#### Raw data ####

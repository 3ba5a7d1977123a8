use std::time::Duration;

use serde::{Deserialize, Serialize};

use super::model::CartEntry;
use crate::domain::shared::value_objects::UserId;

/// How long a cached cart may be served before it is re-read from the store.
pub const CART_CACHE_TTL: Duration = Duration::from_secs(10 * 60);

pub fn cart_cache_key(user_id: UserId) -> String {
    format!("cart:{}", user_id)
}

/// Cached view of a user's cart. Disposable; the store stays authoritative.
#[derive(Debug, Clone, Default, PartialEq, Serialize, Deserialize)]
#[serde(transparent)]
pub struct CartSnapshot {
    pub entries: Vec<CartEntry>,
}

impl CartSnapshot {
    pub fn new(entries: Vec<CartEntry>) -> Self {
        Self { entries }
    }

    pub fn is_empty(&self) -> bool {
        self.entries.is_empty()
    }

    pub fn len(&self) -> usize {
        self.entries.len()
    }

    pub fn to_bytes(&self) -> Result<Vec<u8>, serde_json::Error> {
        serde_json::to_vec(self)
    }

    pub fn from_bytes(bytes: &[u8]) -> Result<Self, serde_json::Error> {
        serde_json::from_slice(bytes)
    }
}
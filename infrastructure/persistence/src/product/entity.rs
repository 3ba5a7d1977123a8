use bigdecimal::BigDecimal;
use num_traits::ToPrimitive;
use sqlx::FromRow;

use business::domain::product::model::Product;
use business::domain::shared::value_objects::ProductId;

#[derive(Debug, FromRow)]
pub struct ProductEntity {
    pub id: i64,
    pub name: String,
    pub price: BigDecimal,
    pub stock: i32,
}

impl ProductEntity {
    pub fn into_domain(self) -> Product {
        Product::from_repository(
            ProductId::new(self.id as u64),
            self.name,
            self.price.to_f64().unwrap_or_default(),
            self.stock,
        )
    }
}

####

• [Activity]: Search the data for the string "Result" and copy each line where it appears.

• [Task output]:
    pub fn to_bytes(&self) -> Result<Vec<u8>, serde_json::Error> {
    pub fn from_bytes(bytes: &[u8]) -> Result<Self, serde_json::Error> {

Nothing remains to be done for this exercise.